BEGIN
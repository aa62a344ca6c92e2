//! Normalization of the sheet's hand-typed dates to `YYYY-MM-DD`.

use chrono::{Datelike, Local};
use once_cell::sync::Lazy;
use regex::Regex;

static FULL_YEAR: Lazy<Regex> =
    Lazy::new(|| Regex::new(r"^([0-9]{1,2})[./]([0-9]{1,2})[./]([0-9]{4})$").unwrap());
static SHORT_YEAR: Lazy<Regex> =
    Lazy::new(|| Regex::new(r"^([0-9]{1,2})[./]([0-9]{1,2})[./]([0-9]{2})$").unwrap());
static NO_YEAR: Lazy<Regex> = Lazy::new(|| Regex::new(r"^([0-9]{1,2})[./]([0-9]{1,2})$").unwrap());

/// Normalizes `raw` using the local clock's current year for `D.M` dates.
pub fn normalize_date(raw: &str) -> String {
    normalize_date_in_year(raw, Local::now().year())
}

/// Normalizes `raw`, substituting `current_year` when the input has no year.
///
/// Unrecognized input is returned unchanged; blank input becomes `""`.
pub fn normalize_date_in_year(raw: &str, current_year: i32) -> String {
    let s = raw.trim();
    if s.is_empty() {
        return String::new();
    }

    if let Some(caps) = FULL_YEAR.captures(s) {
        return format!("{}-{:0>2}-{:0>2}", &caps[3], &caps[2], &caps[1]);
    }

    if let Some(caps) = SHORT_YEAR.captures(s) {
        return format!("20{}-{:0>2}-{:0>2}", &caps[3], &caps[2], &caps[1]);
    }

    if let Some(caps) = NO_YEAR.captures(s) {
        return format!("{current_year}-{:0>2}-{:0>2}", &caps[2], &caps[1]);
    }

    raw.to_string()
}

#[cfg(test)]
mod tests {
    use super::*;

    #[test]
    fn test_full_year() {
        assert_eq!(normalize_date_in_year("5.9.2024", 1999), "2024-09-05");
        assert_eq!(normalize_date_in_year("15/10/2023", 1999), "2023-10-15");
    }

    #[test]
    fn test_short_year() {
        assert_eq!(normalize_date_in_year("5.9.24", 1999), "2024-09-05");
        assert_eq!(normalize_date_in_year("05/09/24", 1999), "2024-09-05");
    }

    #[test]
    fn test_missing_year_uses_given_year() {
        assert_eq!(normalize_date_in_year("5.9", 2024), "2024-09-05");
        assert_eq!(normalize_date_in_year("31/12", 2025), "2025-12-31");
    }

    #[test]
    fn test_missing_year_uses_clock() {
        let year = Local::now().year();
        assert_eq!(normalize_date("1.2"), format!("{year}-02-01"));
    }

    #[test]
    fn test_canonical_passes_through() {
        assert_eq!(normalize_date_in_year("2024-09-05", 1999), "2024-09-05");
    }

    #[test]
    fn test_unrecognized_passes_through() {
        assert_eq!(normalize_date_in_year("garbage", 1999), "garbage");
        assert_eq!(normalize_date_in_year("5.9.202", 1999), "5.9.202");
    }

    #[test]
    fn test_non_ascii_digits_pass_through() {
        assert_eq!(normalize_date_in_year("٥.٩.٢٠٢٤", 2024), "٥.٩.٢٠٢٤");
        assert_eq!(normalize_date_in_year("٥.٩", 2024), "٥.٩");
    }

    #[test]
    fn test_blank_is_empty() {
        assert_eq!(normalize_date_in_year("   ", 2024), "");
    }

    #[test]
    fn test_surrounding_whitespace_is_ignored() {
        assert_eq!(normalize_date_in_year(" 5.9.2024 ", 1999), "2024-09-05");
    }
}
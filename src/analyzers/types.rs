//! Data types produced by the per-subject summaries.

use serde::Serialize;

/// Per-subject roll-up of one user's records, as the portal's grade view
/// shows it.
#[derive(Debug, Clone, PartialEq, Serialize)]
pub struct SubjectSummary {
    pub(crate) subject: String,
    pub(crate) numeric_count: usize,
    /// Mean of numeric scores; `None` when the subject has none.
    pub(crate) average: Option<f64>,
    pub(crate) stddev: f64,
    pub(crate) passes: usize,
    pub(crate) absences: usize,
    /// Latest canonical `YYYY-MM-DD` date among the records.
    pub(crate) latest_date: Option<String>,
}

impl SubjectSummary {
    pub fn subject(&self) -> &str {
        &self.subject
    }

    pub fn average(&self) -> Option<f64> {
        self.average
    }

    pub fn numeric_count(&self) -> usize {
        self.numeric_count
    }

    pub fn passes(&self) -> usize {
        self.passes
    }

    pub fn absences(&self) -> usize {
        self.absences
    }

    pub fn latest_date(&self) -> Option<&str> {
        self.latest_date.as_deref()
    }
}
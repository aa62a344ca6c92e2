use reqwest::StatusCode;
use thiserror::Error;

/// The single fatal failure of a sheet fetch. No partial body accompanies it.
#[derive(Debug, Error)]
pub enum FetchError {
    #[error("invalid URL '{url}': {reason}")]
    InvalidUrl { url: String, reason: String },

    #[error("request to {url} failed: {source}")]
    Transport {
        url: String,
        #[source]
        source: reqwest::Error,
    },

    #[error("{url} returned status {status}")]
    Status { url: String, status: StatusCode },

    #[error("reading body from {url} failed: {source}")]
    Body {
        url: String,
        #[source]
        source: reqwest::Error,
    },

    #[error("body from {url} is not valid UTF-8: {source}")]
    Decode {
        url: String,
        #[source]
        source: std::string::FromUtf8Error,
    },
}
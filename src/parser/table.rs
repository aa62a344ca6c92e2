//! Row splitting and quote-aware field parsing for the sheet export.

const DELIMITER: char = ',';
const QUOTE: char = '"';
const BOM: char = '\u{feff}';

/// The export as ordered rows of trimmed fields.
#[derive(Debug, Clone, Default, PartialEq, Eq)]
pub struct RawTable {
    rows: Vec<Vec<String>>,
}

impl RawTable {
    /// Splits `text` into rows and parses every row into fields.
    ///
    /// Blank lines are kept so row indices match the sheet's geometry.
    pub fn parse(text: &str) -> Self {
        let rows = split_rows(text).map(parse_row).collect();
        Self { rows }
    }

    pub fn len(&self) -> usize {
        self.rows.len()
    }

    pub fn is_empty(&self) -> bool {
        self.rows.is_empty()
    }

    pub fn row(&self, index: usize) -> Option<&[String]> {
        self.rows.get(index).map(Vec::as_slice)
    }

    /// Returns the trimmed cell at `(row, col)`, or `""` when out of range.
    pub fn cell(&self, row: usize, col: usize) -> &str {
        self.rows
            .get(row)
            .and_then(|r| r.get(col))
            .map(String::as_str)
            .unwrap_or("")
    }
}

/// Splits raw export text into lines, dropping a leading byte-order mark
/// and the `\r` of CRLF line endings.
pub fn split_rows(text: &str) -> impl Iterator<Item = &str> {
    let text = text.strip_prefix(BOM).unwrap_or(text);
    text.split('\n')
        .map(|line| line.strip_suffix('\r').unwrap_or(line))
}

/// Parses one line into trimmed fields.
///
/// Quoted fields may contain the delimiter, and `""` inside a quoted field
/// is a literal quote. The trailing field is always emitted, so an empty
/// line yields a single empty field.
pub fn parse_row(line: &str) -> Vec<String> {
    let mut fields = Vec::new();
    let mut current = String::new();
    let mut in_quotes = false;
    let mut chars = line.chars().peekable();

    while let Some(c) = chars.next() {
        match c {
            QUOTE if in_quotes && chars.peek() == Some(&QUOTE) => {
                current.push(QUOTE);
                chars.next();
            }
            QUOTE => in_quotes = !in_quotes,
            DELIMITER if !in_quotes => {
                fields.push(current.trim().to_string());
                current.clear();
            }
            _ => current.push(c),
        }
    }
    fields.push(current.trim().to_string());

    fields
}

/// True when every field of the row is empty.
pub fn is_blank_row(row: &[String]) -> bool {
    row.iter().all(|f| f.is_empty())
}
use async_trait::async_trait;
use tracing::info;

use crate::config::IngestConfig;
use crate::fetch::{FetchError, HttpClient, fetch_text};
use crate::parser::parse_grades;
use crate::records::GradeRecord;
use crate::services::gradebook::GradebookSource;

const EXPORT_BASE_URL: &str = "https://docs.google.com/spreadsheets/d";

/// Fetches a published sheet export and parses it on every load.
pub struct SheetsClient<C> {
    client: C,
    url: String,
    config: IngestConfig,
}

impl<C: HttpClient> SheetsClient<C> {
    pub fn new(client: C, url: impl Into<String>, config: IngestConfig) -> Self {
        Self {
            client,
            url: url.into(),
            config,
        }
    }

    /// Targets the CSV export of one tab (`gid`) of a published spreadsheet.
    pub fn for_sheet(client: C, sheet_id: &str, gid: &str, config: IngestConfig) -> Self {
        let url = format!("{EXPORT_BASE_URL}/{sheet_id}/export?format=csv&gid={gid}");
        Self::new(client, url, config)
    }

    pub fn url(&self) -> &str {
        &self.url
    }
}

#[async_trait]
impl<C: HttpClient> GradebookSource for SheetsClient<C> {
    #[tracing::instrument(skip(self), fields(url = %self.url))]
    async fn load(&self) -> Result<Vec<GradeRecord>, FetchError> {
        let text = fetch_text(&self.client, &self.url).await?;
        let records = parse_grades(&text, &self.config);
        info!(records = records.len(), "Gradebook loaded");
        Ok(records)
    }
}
END
From the listing above, pick out each line where the word "struct" appears.

| ANSWER SECTION |
pub struct SubjectSummary {
pub struct RawTable {
pub struct SheetsClient<C> {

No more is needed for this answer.